### [Activity]
Print the whole listing, character for character.

### [Record extracts]
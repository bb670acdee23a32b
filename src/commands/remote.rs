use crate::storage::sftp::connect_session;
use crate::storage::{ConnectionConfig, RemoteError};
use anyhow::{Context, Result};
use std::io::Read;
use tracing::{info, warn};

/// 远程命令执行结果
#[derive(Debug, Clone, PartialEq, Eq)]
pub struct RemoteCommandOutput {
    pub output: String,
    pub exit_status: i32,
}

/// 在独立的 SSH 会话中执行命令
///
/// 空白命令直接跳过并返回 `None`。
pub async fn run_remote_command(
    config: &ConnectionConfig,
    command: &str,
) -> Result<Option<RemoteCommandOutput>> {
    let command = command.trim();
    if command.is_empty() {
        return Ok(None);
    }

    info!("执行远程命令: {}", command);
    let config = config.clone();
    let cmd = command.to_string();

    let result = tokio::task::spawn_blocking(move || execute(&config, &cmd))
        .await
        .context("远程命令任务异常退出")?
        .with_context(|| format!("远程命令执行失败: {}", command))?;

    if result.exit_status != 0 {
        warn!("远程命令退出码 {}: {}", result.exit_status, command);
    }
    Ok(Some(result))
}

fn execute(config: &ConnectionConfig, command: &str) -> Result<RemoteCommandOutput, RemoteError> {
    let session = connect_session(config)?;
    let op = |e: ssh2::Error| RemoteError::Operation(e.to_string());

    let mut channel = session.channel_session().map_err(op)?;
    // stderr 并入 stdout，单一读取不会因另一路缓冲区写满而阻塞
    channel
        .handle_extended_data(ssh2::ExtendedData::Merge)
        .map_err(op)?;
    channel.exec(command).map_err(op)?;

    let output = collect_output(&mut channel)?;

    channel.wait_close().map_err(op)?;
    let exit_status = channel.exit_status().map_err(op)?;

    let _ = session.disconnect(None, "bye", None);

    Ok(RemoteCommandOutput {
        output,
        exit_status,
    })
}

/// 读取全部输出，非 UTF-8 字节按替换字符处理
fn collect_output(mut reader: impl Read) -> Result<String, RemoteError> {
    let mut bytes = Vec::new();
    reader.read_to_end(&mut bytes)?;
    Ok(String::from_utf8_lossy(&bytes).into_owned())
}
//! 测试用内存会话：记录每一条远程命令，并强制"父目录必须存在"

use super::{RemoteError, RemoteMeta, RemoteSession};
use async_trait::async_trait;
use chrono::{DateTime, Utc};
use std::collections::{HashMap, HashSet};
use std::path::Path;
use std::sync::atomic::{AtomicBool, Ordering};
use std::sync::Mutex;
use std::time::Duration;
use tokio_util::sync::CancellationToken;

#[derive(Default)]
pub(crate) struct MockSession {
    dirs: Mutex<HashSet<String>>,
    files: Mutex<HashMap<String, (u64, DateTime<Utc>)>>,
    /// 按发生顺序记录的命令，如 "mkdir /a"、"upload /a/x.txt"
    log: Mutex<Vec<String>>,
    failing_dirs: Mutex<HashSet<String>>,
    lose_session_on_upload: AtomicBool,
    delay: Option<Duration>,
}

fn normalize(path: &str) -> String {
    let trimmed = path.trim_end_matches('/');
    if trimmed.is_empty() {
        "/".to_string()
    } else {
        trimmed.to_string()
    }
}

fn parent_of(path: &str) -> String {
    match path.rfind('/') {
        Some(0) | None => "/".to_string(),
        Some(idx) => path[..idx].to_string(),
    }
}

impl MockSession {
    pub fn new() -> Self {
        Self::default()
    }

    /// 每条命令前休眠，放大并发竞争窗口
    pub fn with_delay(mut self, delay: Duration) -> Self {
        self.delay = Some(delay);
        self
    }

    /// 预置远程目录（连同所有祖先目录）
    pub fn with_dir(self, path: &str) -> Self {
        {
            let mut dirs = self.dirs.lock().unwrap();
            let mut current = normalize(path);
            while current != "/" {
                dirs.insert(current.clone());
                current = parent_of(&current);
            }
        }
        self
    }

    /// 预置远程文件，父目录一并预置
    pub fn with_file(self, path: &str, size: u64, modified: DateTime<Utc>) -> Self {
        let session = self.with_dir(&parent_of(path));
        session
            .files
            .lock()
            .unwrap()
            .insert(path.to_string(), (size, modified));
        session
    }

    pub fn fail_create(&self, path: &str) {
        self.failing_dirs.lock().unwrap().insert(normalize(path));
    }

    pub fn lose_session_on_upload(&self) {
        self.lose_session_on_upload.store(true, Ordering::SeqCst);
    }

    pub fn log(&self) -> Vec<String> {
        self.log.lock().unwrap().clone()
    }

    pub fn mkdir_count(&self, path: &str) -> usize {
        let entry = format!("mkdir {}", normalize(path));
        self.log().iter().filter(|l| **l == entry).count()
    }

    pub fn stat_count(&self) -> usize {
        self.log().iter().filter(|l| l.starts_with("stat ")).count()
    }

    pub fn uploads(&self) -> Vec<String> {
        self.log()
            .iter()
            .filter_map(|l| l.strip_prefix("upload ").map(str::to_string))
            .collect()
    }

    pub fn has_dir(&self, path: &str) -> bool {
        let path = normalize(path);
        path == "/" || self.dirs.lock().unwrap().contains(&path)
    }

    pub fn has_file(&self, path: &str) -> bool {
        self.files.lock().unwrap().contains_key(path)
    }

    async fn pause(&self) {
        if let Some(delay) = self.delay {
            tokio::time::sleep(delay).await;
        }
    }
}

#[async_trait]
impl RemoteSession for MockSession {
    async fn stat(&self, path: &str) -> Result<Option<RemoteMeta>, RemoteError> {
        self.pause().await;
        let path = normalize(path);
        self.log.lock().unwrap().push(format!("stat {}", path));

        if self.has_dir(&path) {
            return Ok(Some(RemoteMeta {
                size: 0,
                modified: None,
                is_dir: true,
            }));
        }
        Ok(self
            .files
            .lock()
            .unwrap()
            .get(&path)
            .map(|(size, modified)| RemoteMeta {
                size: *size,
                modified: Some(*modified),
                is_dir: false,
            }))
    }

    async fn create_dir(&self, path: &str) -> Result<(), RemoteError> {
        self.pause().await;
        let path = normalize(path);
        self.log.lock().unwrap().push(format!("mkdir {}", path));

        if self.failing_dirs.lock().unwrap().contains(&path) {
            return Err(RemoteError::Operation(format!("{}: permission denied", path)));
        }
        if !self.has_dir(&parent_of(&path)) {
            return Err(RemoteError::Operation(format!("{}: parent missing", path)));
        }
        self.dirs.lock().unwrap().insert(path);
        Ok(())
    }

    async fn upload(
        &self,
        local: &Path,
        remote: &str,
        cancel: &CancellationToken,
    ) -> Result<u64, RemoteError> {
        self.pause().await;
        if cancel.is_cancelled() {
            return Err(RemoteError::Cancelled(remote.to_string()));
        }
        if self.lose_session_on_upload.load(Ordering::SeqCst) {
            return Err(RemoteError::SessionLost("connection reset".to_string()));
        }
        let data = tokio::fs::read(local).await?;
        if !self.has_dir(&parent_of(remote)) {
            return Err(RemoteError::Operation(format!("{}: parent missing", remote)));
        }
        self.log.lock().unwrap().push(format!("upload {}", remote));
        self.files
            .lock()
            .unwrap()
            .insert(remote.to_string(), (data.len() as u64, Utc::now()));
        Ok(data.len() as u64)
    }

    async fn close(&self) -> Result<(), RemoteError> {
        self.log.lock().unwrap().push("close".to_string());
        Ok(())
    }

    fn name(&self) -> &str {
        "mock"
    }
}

### [Answer area]
repository bb670acdee23a32b
filename src/commands/remote.rs
use crate::storage::sftp::connect_session;
use crate::storage::{ConnectionConfig, RemoteError};
use anyhow::{Context, Result};
use std::io::Read;
use tracing::{info, warn};

/// 远程命令执行结果
#[derive(Debug, Clone, PartialEq, Eq)]
pub struct RemoteCommandOutput {
    pub output: String,
    pub exit_status: i32,
}

/// 在独立的 SSH 会话中执行命令
///
/// 空白命令直接跳过并返回 `None`。
pub async fn run_remote_command(
    config: &ConnectionConfig,
    command: &str,
) -> Result<Option<RemoteCommandOutput>> {
    let command = command.trim();
    if command.is_empty() {
        return Ok(None);
    }

    info!("执行远程命令: {}", command);
    let config = config.clone();
    let cmd = command.to_string();

    let result = tokio::task::spawn_blocking(move || execute(&config, &cmd))
        .await
        .context("远程命令任务异常退出")?
        .with_context(|| format!("远程命令执行失败: {}", command))?;

    if result.exit_status != 0 {
        warn!("远程命令退出码 {}: {}", result.exit_status, command);
    }
    Ok(Some(result))
}

fn execute(config: &ConnectionConfig, command: &str) -> Result<RemoteCommandOutput, RemoteError> {
    let session = connect_session(config)?;
    let op = |e: ssh2::Error| RemoteError::Operation(e.to_string());

    let mut channel = session.channel_session().map_err(op)?;
    // stderr 并入 stdout，单一读取不会因另一路缓冲区写满而阻塞
    channel
        .handle_extended_data(ssh2::ExtendedData::Merge)
        .map_err(op)?;
    channel.exec(command).map_err(op)?;

    let output = collect_output(&mut channel)?;

    channel.wait_close().map_err(op)?;
    let exit_status = channel.exit_status().map_err(op)?;

    let _ = session.disconnect(None, "bye", None);

    Ok(RemoteCommandOutput {
        output,
        exit_status,
    })
}

/// 读取全部输出，非 UTF-8 字节按替换字符处理
fn collect_output(mut reader: impl Read) -> Result<String, RemoteError> {
    let mut bytes = Vec::new();
    reader.read_to_end(&mut bytes)?;
    Ok(String::from_utf8_lossy(&bytes).into_owned())
}
//! 测试用内存会话：记录每一条远程命令，并强制"父目录必须存在"

use super::{RemoteError, RemoteMeta, RemoteSession};
use async_trait::async_trait;
use chrono::{DateTime, Utc};
use std::collections::{HashMap, HashSet};
use std::path::Path;
use std::sync::atomic::{AtomicBool, Ordering};
use std::sync::Mutex;
use std::time::Duration;
use tokio_util::sync::CancellationToken;

#[derive(Default)]
pub(crate) struct MockSession {
    dirs: Mutex<HashSet<String>>,
    files: Mutex<HashMap<String, (u64, DateTime<Utc>)>>,
    /// 按发生顺序记录的命令，如 "mkdir /a"、"upload /a/x.txt"
    log: Mutex<Vec<String>>,
    failing_dirs: Mutex<HashSet<String>>,
    lose_session_on_upload: AtomicBool,
    delay: Option<Duration>,
}

fn normalize(path: &str) -> String {
    let trimmed = path.trim_end_matches('/');
    if trimmed.is_empty() {
        "/".to_string()
    } else {
        trimmed.to_string()
    }
}

fn parent_of(path: &str) -> String {
    match path.rfind('/') {
        Some(0) | None => "/".to_string(),
        Some(idx) => path[..idx].to_string(),
    }
}

impl MockSession {
    pub fn new() -> Self {
        Self::default()
    }

    /// 每条命令前休眠，放大并发竞争窗口
    pub fn with_delay(mut self, delay: Duration) -> Self {
        self.delay = Some(delay);
        self
    }

    /// 预置远程目录（连同所有祖先目录）
    pub fn with_dir(self, path: &str) -> Self {
        {
            let mut dirs = self.dirs.lock().unwrap();
            let mut current = normalize(path);
            while current != "/" {
                dirs.insert(current.clone());
                current = parent_of(&current);
            }
        }
        self
    }

    /// 预置远程文件，父目录一并预置
    pub fn with_file(self, path: &str, size: u64, modified: DateTime<Utc>) -> Self {
        let session = self.with_dir(&parent_of(path));
        session
            .files
            .lock()
            .unwrap()
            .insert(path.to_string(), (size, modified));
        session
    }

    pub fn fail_create(&self, path: &str) {
        self.failing_dirs.lock().unwrap().insert(normalize(path));
    }

    pub fn lose_session_on_upload(&self) {
        self.lose_session_on_upload.store(true, Ordering::SeqCst);
    }

    pub fn log(&self) -> Vec<String> {
        self.log.lock().unwrap().clone()
    }

    pub fn mkdir_count(&self, path: &str) -> usize {
        let entry = format!("mkdir {}", normalize(path));
        self.log().iter().filter(|l| **l == entry).count()
    }

    pub fn stat_count(&self) -> usize {
        self.log().iter().filter(|l| l.starts_with("stat ")).count()
    }

    pub fn uploads(&self) -> Vec<String> {
        self.log()
            .iter()
            .filter_map(|l| l.strip_prefix("upload ").map(str::to_string))
            .collect()
    }

    pub fn has_dir(&self, path: &str) -> bool {
        let path = normalize(path);
        path == "/" || self.dirs.lock().unwrap().contains(&path)
    }

    pub fn has_file(&self, path: &str) -> bool {
        self.files.lock().unwrap().contains_key(path)
    }

    async fn pause(&self) {
        if let Some(delay) = self.delay {
            tokio::time::sleep(delay).await;
        }
    }
}

#[async_trait]
impl RemoteSession for MockSession {
    async fn stat(&self, path: &str) -> Result<Option<RemoteMeta>, RemoteError> {
        self.pause().await;
        let path = normalize(path);
        self.log.lock().unwrap().push(format!("stat {}", path));

        if self.has_dir(&path) {
            return Ok(Some(RemoteMeta {
                size: 0,
                modified: None,
                is_dir: true,
            }));
        }
        Ok(self
            .files
            .lock()
            .unwrap()
            .get(&path)
            .map(|(size, modified)| RemoteMeta {
                size: *size,
                modified: Some(*modified),
                is_dir: false,
            }))
    }

    async fn create_dir(&self, path: &str) -> Result<(), RemoteError> {
        self.pause().await;
        let path = normalize(path);
        self.log.lock().unwrap().push(format!("mkdir {}", path));

        if self.failing_dirs.lock().unwrap().contains(&path) {
            return Err(RemoteError::Operation(format!("{}: permission denied", path)));
        }
        if !self.has_dir(&parent_of(&path)) {
            return Err(RemoteError::Operation(format!("{}: parent missing", path)));
        }
        self.dirs.lock().unwrap().insert(path);
        Ok(())
    }

    async fn upload(
        &self,
        local: &Path,
        remote: &str,
        cancel: &CancellationToken,
    ) -> Result<u64, RemoteError> {
        self.pause().await;
        if cancel.is_cancelled() {
            return Err(RemoteError::Cancelled(remote.to_string()));
        }
        if self.lose_session_on_upload.load(Ordering::SeqCst) {
            return Err(RemoteError::SessionLost("connection reset".to_string()));
        }
        let data = tokio::fs::read(local).await?;
        if !self.has_dir(&parent_of(remote)) {
            return Err(RemoteError::Operation(format!("{}: parent missing", remote)));
        }
        self.log.lock().unwrap().push(format!("upload {}", remote));
        self.files
            .lock()
            .unwrap()
            .insert(remote.to_string(), (data.len() as u64, Utc::now()));
        Ok(data.len() as u64)
    }

    async fn close(&self) -> Result<(), RemoteError> {
        self.log.lock().unwrap().push("close".to_string());
        Ok(())
    }

    fn name(&self) -> &str {
        "mock"
    }
}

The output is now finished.